If, for example, the associated wheels are spinning by the traction control device 6 or by the sensor devices 7 and 8 assigned to them on a sensed drive axle, the necessary differential locks are automatically inserted, for example, depending on the speed and speed of the engine and / or the wheels. The locks can be activated automatically either individually or as a whole by the central control unit 4. After automatic recognition of the end of the situation or the elimination of the traction problem, ie the traction is restored by the measures taken, the differential locks are automatically deactivated again by the central control unit 4. There- in the case of a predetermined waiting time can also be taken into account by the central control unit, in which the locks remain in the activated state after the removal of the traction problem has been identified. Such predetermined waiting times can, for example, also be stored in the memory device 5 of the central control unit 4 and can also be applied analogously to other traction elimination systems.

When a traction problem is detected, the central control unit 4 automatically activates the arranged or the arranged differential locks 3 in a suitable manner in order to remedy the traction problem automatically without manual intervention by the vehicle user.

As can also be seen in the figure, the central control unit 4 is advantageously additionally connected to an automatic axle load shifting device 2. In this case, the multi-axle vehicle preferably has an additional axle assigned to the drive axle, which is partially relieved during a starting process or in the event of a traction problem, for example by reducing the operating pressure of the air suspension bellows of the additional axle to a residual pressure. The axle load released in the process is thus also transferred to the drive axle, i.e. this increases the axle load of the drive axle. The additional axle can be designed, for example, as a liftable trailing axle, leading axle, trailing axle, or the like.
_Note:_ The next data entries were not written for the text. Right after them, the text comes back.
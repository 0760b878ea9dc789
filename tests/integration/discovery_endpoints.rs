//! Discovery operations through the router.

use crate::common::{TEST_API_KEY, app, assert_error_envelope, get_authenticated, send};
use axum::http::{Method, StatusCode};
use scim_gateway::auth::{ApiKeyAuthenticator, AuthConfig};
use scim_gateway::schema_discovery::ServiceProviderConfig;
use scim_gateway::{SchemaDiscovery, SchemaRegistry, ScimOperationHandler};
use serde_json::json;

const USER_SCHEMA: &str = "urn:ietf:params:scim:schemas:core:2.0:User";

#[tokio::test]
async fn test_service_provider_config() {
    let response = get_authenticated(app(), "/scim/v2/ServiceProviderConfig").await;

    assert_eq!(response.status, StatusCode::OK);
    assert_eq!(response.content_type(), Some("application/scim+json"));

    let body = response.json();
    assert_eq!(body["patch"], json!({"supported": true}));
    assert_eq!(body["bulk"]["supported"], true);
    assert_eq!(body["filter"], json!({"supported": true, "maxResults": 50}));
    assert_eq!(body["changePassword"], json!({"supported": true}));
    assert_eq!(body["sort"], json!({"supported": false}));
    assert_eq!(body["etag"], json!({"supported": false}));
    assert_eq!(
        body["schemas"],
        json!(["urn:ietf:params:scim:schemas:core:2.0:ServiceProviderConfig"])
    );

    let schemes = body["authenticationSchemes"].as_array().unwrap();
    assert!(!schemes.is_empty());
    assert_eq!(
        schemes
            .iter()
            .filter(|scheme| scheme["primary"] == true)
            .count(),
        1
    );
}

#[tokio::test]
async fn test_service_provider_config_is_byte_identical() {
    let app = app();
    let first = get_authenticated(app.clone(), "/scim/v2/ServiceProviderConfig").await;
    let second = get_authenticated(app, "/scim/v2/ServiceProviderConfig").await;
    assert_eq!(first.body, second.body);
}

#[tokio::test]
async fn test_list_schemas() {
    let response = get_authenticated(app(), "/scim/v2/Schemas").await;
    assert_eq!(response.status, StatusCode::OK);

    let body = response.json();
    assert_eq!(
        body["schemas"],
        json!(["urn:ietf:params:scim:api:messages:2.0:ListResponse"])
    );

    let resources = body["Resources"].as_array().unwrap();
    assert_eq!(resources.len(), 6);
    assert_eq!(body["totalResults"], resources.len());
    assert_eq!(body["itemsPerPage"], resources.len());
    assert_eq!(body["startIndex"], 1);

    let ids: Vec<&str> = resources
        .iter()
        .map(|schema| schema["id"].as_str().unwrap())
        .collect();
    let mut sorted = ids.clone();
    sorted.sort();
    assert_eq!(ids, sorted);
}

#[tokio::test]
async fn test_get_schema_matches_list_entry() {
    let app = app();
    let list = get_authenticated(app.clone(), "/scim/v2/Schemas").await.json();

    for entry in list["Resources"].as_array().unwrap() {
        let id = entry["id"].as_str().unwrap();
        let single = get_authenticated(app.clone(), &format!("/scim/v2/Schemas/{}", id)).await;
        assert_eq!(single.status, StatusCode::OK, "{}", id);
        assert_eq!(&single.json(), entry, "{}", id);
    }
}

#[tokio::test]
async fn test_get_user_schema() {
    let response =
        get_authenticated(app(), &format!("/scim/v2/Schemas/{}", USER_SCHEMA)).await;
    assert_eq!(response.status, StatusCode::OK);

    let body = response.json();
    assert_eq!(body["name"], "User");
    assert_eq!(body["meta"]["resourceType"], "Schema");
    assert_eq!(
        body["meta"]["location"],
        format!("http://localhost:8080/scim/v2/Schemas/{}", USER_SCHEMA)
    );

    let user_name = body["attributes"]
        .as_array()
        .unwrap()
        .iter()
        .find(|attr| attr["name"] == "userName")
        .unwrap();
    assert_eq!(user_name["required"], true);
    assert_eq!(user_name["multiValued"], false);
    assert_eq!(user_name["caseExact"], false);
}

#[tokio::test]
async fn test_unknown_schema_is_not_found() {
    let response = get_authenticated(app(), "/scim/v2/Schemas/urn:unknown").await;
    assert_error_envelope(&response, StatusCode::NOT_FOUND, "notFound");
    assert!(
        response.json()["detail"]
            .as_str()
            .unwrap()
            .contains("urn:unknown")
    );
}

#[tokio::test]
async fn test_list_resource_types() {
    let response = get_authenticated(app(), "/scim/v2/ResourceTypes").await;
    assert_eq!(response.status, StatusCode::OK);

    let body = response.json();
    assert_eq!(body["totalResults"], 2);
    let names: Vec<&str> = body["Resources"]
        .as_array()
        .unwrap()
        .iter()
        .map(|rt| rt["name"].as_str().unwrap())
        .collect();
    assert_eq!(names, vec!["Group", "User"]);

    let user = &body["Resources"][1];
    assert_eq!(user["endpoint"], "/Users");
    assert_eq!(user["schema"], USER_SCHEMA);
    assert_eq!(
        user["schemaExtensions"][0]["schema"],
        "urn:ietf:params:scim:schemas:extension:enterprise:2.0:User"
    );
    assert_eq!(user["meta"]["resourceType"], "ResourceType");
}

#[tokio::test]
async fn test_get_resource_type() {
    let app = app();
    let group = get_authenticated(app.clone(), "/scim/v2/ResourceTypes/Group").await;
    assert_eq!(group.status, StatusCode::OK);
    assert_eq!(group.json()["endpoint"], "/Groups");

    let missing = get_authenticated(app, "/scim/v2/ResourceTypes/Device").await;
    assert_error_envelope(&missing, StatusCode::NOT_FOUND, "notFound");
}

#[tokio::test]
async fn test_pagination() {
    let response = get_authenticated(app(), "/scim/v2/Schemas?startIndex=2&count=3").await;
    assert_eq!(response.status, StatusCode::OK);

    let body = response.json();
    assert_eq!(body["totalResults"], 6);
    assert_eq!(body["itemsPerPage"], 3);
    assert_eq!(body["startIndex"], 2);
    assert_eq!(body["Resources"].as_array().unwrap().len(), 3);

    let empty = get_authenticated(app(), "/scim/v2/ResourceTypes?count=0").await.json();
    assert_eq!(empty["totalResults"], 2);
    assert_eq!(empty["Resources"], json!([]));
}

#[tokio::test]
async fn test_malformed_pagination_is_rejected() {
    let response = get_authenticated(app(), "/scim/v2/Schemas?count=many").await;
    assert_error_envelope(&response, StatusCode::BAD_REQUEST, "invalidValue");
}

#[tokio::test]
async fn test_unknown_route_is_not_found() {
    let response = get_authenticated(app(), "/scim/v2/Users").await;
    assert_error_envelope(&response, StatusCode::NOT_FOUND, "notFound");
}

#[tokio::test]
async fn test_request_id_is_echoed() {
    let response = get_authenticated(app(), "/scim/v2/Schemas").await;
    let request_id = response
        .headers
        .get("x-request-id")
        .and_then(|value| value.to_str().ok())
        .unwrap();
    assert!(uuid::Uuid::parse_str(request_id).is_ok());
}

#[tokio::test]
async fn test_write_methods_are_not_allowed() {
    for (method, path) in [
        (Method::POST, "/scim/v2/Schemas"),
        (Method::PUT, "/scim/v2/ServiceProviderConfig"),
        (Method::DELETE, "/scim/v2/ResourceTypes/User"),
        (Method::PATCH, "/scim/v2/Schemas/urn:ietf:params:scim:schemas:core:2.0:User"),
    ] {
        let response = send(app(), method.clone(), path, Some(TEST_API_KEY)).await;
        assert_error_envelope(&response, StatusCode::METHOD_NOT_ALLOWED, "methodNotAllowed");
        assert_eq!(
            response.headers.get("allow").and_then(|v| v.to_str().ok()),
            Some("GET, HEAD"),
            "{} {}",
            method,
            path
        );
    }
}

#[tokio::test]
async fn test_write_methods_still_require_a_key() {
    let response = send(app(), Method::POST, "/scim/v2/Schemas", None).await;
    assert_error_envelope(&response, StatusCode::UNAUTHORIZED, "unauthenticated");
}

#[tokio::test]
async fn test_undecodable_path_segment_is_rejected() {
    for path in ["/scim/v2/Schemas/%FF", "/scim/v2/ResourceTypes/%C3%28"] {
        let response = get_authenticated(app(), path).await;
        assert_error_envelope(&response, StatusCode::BAD_REQUEST, "invalidValue");
    }
}

#[tokio::test]
async fn test_uri_schema_is_reachable_at_its_meta_location() {
    let schema_id = "https://schemas.example.com/scim/Device?v=1";
    let document = json!({
        "id": schema_id,
        "name": "Device",
        "attributes": [{"name": "serialNumber", "type": "string"}]
    });
    let registry = SchemaRegistry::builder()
        .base_url("http://localhost:8080/scim/v2")
        .with_embedded_definitions()
        .schema_json("device", &document.to_string())
        .build()
        .unwrap();
    let discovery =
        SchemaDiscovery::with_config(registry, ServiceProviderConfig::default()).unwrap();
    let app = ScimOperationHandler::new(
        discovery,
        ApiKeyAuthenticator::new(&AuthConfig::new(TEST_API_KEY).unwrap()),
    )
    .router();

    let listed = get_authenticated(app.clone(), "/scim/v2/Schemas").await.json();
    let location = listed["Resources"]
        .as_array()
        .unwrap()
        .iter()
        .find(|schema| schema["id"] == schema_id)
        .and_then(|schema| schema["meta"]["location"].as_str())
        .unwrap()
        .to_string();
    let path = location.strip_prefix("http://localhost:8080").unwrap();

    let response = get_authenticated(app, path).await;
    assert_eq!(response.status, StatusCode::OK);
    assert_eq!(response.json()["id"], schema_id);
}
When a traction problem is detected on the drive axle, the load transfer is automatically initiated by the central control unit. The legally permitted limit values are preferably taken into account, which are stored in advance, for example, in the storage device 5 of the central control unit 4, as previously explained. When a traction problem is detected, the central control unit 4 preferably controls the axle load shifting device 2 in stages in such a way that discrete axle load shifts are carried out or activated gradually until the traction problem is eliminated. For example, in a first stage, an axle load shift can only take place up to a load, and then, upon detection of a traction problem that has not yet been remedied, a further axle load shift can take place up to the legally permitted maximum load limit. After certain discrete load increases, test loops are run through, from which the central control unit 4 can analyze to what extent the traction problem has been remedied or a further axle load shift is necessary. Alternatively, the axle load can be shifted immediately up to the maximum legally permitted limit.

The central control unit 4 is preferably also connected to the shock absorber control or roll control 9 of the multi-axle vehicle, the shock absorber hardness also being changed in a suitable manner when a traction problem is detected.

The present invention thus provides a device and a method for automatically preventing or correcting traction problems, wherein various traction correction systems present in the multi-axle vehicle can be automatically activated in a suitable manner at the same time when a traction problem is detected by a central control unit. The individual systems can be combined with one another in a favorable manner, controlled individually, or certain systems can be switched on in succession in accordance with a previously stored priority list. Furthermore, various sequence programs of the individual systems can be stored in the central control unit 4 or in the storage device 5. Thus, the present invention provides an inexpensive traction elimination system because the existing components are generally already present in multi-axle vehicles. The traction elimination systems must be connected to one another in a suitable manner with a common central control unit in such a way that suitable control is ensured when a traction problem is identified.

Although the present invention has been described above on the basis of preferred exemplary embodiments, it is not restricted thereto, but rather can be modified in many ways.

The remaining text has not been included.